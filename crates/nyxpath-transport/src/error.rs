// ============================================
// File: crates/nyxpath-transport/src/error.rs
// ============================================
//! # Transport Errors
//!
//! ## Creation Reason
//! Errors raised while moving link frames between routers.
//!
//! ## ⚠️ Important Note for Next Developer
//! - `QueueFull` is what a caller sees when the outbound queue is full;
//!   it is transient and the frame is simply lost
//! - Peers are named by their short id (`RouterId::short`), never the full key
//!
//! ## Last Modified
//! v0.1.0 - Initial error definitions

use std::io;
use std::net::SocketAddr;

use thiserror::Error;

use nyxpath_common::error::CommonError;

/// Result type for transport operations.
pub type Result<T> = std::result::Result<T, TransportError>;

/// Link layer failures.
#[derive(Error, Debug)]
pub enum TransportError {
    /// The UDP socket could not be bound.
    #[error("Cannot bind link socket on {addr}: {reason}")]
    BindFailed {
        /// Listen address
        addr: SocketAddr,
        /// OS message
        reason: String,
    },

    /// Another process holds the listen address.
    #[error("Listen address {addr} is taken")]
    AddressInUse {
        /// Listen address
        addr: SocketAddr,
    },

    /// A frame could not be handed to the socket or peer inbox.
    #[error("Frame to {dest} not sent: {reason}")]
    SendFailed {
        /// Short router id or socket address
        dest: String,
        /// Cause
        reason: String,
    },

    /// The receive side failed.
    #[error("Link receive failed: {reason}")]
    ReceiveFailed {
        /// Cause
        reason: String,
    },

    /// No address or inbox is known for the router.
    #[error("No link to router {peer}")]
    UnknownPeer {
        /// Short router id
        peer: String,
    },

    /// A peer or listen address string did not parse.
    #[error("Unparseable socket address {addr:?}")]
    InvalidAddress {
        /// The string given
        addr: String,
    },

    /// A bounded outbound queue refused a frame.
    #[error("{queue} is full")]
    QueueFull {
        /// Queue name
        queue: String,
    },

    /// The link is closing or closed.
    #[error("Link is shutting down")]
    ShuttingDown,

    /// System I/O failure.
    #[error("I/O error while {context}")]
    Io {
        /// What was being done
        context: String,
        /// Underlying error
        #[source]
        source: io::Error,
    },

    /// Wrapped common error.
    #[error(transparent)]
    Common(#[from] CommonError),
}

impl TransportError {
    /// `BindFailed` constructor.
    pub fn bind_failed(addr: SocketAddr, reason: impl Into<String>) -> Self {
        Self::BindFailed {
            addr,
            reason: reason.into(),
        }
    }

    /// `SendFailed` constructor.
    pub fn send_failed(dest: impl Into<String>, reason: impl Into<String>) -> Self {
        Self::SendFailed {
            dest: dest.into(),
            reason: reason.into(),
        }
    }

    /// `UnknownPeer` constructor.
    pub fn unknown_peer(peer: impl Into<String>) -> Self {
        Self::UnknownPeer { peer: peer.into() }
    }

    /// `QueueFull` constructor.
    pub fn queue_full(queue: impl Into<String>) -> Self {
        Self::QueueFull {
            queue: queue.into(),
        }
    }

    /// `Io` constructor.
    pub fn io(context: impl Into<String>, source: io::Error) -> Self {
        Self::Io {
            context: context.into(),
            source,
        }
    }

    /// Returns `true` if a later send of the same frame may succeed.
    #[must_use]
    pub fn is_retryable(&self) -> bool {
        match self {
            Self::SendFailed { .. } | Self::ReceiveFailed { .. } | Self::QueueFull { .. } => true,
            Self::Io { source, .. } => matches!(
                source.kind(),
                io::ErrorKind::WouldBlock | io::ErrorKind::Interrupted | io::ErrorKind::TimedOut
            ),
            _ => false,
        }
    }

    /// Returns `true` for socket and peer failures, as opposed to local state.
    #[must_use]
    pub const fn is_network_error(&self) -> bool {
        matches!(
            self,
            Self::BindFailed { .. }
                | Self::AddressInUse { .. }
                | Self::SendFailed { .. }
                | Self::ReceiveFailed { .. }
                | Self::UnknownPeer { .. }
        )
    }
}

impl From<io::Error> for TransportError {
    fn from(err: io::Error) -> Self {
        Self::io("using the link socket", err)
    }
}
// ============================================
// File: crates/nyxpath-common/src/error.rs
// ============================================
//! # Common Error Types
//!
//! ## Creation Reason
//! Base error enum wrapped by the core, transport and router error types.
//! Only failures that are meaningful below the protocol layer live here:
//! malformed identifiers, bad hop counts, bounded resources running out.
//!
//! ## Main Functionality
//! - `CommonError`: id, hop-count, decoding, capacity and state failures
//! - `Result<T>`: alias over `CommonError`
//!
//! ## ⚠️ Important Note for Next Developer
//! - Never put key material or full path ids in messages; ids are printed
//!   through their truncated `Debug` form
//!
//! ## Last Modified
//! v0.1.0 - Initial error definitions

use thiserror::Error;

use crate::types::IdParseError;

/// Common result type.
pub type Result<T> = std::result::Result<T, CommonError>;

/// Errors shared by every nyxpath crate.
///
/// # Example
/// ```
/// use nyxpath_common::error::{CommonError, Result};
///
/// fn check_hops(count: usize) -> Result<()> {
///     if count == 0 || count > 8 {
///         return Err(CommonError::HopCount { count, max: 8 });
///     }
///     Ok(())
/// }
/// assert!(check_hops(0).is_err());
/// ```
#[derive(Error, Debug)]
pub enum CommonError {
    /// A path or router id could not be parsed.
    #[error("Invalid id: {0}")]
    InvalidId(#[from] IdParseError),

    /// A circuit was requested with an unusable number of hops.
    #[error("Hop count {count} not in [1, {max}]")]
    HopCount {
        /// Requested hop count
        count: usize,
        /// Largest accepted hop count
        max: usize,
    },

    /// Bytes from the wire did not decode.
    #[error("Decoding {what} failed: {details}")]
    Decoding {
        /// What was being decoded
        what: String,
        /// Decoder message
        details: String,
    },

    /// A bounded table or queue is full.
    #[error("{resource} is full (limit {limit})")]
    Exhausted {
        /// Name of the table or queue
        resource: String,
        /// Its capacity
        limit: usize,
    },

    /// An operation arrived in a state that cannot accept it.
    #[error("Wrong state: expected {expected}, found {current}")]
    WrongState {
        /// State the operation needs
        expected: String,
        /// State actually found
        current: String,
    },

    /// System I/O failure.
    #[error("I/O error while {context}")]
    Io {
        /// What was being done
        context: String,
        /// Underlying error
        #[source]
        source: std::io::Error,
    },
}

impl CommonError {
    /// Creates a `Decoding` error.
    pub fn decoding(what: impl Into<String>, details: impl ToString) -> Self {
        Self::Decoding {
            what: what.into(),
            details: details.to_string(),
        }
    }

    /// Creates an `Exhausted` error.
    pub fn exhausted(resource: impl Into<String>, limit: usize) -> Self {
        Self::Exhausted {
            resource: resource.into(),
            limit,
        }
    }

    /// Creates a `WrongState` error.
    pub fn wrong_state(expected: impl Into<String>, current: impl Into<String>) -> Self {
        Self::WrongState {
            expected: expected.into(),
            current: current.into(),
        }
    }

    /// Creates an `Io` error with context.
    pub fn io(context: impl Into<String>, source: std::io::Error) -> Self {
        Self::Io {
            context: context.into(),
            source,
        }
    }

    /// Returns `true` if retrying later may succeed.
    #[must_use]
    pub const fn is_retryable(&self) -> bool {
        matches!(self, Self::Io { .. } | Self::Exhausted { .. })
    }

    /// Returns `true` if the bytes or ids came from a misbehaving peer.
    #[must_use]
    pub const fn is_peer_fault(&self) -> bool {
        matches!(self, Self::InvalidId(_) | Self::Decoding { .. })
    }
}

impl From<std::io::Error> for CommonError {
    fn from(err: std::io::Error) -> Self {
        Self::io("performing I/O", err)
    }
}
...
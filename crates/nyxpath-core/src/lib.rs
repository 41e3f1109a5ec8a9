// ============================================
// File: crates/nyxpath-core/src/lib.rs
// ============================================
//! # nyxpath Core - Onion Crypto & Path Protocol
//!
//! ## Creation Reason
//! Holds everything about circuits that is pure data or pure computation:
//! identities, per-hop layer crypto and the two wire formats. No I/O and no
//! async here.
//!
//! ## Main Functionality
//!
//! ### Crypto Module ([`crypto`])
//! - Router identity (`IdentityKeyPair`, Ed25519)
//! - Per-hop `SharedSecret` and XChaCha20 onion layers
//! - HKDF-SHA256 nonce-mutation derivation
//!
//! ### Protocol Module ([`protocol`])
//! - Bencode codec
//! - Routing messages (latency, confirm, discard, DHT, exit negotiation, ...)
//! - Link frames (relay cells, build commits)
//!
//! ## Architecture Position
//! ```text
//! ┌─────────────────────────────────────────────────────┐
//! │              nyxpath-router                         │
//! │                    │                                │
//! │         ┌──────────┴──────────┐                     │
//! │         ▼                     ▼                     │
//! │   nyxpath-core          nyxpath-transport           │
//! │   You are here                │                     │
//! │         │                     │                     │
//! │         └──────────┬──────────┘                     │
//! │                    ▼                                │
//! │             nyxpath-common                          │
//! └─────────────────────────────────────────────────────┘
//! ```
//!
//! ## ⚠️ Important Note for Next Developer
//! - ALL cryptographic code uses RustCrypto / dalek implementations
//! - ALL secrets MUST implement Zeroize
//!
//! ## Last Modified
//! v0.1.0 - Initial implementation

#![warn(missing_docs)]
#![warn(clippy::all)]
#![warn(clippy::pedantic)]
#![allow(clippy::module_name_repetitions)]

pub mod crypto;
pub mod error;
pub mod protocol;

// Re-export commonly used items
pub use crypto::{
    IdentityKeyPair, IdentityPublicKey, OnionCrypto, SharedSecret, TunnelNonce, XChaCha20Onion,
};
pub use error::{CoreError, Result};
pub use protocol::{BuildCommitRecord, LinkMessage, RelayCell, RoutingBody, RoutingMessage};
==
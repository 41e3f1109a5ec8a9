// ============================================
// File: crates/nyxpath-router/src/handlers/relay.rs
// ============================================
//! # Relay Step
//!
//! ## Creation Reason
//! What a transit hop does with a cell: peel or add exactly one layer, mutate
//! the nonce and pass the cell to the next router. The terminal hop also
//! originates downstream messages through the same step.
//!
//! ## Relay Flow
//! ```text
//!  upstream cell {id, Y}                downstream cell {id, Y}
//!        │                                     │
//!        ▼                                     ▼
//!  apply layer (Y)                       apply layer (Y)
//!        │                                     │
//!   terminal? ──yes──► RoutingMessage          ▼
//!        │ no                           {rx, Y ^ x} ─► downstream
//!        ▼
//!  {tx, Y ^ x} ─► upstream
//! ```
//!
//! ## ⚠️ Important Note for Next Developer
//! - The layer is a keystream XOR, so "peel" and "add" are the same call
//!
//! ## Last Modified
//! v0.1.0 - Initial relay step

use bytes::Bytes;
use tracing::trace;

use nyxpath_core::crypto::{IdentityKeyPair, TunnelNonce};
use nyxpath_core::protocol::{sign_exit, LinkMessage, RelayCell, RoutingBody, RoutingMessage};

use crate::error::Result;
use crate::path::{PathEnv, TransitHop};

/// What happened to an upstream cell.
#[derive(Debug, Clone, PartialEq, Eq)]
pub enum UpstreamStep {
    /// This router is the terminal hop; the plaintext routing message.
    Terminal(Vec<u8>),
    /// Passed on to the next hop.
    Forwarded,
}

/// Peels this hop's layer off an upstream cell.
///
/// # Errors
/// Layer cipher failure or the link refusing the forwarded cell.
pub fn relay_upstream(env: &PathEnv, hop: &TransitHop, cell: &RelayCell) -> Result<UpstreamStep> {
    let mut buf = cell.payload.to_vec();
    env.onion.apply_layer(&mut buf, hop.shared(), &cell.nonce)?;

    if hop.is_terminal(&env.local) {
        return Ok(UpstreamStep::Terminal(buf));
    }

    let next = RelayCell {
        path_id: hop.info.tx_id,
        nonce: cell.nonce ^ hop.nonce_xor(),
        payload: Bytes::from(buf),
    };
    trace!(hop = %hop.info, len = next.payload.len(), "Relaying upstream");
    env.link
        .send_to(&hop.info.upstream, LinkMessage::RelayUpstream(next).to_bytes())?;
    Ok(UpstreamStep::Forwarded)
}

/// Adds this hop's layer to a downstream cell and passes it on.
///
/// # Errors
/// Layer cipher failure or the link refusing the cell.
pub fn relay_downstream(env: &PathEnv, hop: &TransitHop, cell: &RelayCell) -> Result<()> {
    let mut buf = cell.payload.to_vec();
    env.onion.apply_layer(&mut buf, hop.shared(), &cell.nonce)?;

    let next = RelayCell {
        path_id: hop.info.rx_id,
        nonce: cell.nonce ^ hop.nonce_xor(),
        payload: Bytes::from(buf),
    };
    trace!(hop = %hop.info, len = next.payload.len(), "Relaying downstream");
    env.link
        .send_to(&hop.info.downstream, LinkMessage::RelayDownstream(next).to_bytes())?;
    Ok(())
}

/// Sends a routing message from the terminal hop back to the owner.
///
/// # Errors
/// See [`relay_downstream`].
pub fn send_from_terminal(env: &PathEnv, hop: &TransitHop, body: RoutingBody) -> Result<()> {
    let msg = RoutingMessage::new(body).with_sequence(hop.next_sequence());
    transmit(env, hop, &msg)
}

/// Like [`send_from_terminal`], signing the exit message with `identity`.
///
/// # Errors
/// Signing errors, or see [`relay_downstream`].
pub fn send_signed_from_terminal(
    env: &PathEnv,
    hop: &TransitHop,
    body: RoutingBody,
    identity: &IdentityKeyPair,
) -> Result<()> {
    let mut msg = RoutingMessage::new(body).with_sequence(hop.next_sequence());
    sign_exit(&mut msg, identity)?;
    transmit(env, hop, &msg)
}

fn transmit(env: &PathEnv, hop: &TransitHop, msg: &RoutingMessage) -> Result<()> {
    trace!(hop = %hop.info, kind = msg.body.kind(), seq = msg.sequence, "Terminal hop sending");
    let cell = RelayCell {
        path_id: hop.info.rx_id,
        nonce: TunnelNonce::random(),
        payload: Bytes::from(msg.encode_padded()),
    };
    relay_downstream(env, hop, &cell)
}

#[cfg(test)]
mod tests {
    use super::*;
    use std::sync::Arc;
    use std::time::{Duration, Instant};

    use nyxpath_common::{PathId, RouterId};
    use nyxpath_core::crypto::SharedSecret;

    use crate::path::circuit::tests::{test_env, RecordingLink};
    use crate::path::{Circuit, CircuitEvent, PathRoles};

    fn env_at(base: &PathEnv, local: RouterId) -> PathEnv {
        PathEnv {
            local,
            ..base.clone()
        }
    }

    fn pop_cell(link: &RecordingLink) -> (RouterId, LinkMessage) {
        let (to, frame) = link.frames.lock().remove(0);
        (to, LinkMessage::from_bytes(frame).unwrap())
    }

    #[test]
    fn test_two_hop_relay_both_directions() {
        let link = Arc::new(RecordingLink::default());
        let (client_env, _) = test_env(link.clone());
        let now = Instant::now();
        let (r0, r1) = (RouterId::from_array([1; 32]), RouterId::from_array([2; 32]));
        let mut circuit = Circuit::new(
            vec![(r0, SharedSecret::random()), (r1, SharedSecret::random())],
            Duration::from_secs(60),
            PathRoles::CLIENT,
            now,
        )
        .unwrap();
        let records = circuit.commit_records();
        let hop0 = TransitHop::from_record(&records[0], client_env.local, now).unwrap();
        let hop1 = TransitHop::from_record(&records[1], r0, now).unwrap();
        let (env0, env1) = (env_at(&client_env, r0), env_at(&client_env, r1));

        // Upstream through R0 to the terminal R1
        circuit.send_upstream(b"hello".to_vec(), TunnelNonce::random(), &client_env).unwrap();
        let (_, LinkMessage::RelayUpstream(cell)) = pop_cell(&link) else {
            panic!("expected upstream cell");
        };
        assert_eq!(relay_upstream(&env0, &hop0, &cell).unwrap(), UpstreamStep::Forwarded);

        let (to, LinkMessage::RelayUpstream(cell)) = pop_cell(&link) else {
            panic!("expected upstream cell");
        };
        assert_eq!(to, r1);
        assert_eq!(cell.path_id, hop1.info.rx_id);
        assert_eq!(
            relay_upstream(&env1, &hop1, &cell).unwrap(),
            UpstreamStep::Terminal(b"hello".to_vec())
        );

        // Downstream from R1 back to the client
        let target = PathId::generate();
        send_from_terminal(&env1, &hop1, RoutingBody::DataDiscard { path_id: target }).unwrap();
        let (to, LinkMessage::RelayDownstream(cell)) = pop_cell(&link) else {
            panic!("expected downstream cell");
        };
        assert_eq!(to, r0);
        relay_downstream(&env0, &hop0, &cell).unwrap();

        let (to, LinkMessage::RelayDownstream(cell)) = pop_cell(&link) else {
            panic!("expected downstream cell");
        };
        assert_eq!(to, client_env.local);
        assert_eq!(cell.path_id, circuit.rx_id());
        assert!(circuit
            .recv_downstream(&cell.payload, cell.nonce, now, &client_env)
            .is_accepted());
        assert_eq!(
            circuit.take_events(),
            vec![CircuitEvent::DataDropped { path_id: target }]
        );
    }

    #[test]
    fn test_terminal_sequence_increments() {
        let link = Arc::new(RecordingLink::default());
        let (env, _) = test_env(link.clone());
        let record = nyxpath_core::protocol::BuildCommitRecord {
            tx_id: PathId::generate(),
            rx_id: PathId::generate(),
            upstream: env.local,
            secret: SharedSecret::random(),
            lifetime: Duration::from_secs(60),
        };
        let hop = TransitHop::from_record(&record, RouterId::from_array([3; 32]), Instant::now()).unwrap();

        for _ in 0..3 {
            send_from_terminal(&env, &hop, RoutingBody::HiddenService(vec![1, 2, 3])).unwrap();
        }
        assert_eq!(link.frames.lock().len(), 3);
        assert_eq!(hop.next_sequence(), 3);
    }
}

● **Work item**
Looking at each line of the records, count the ones where the word "that" appears, and report only the count.

● **Answer**
3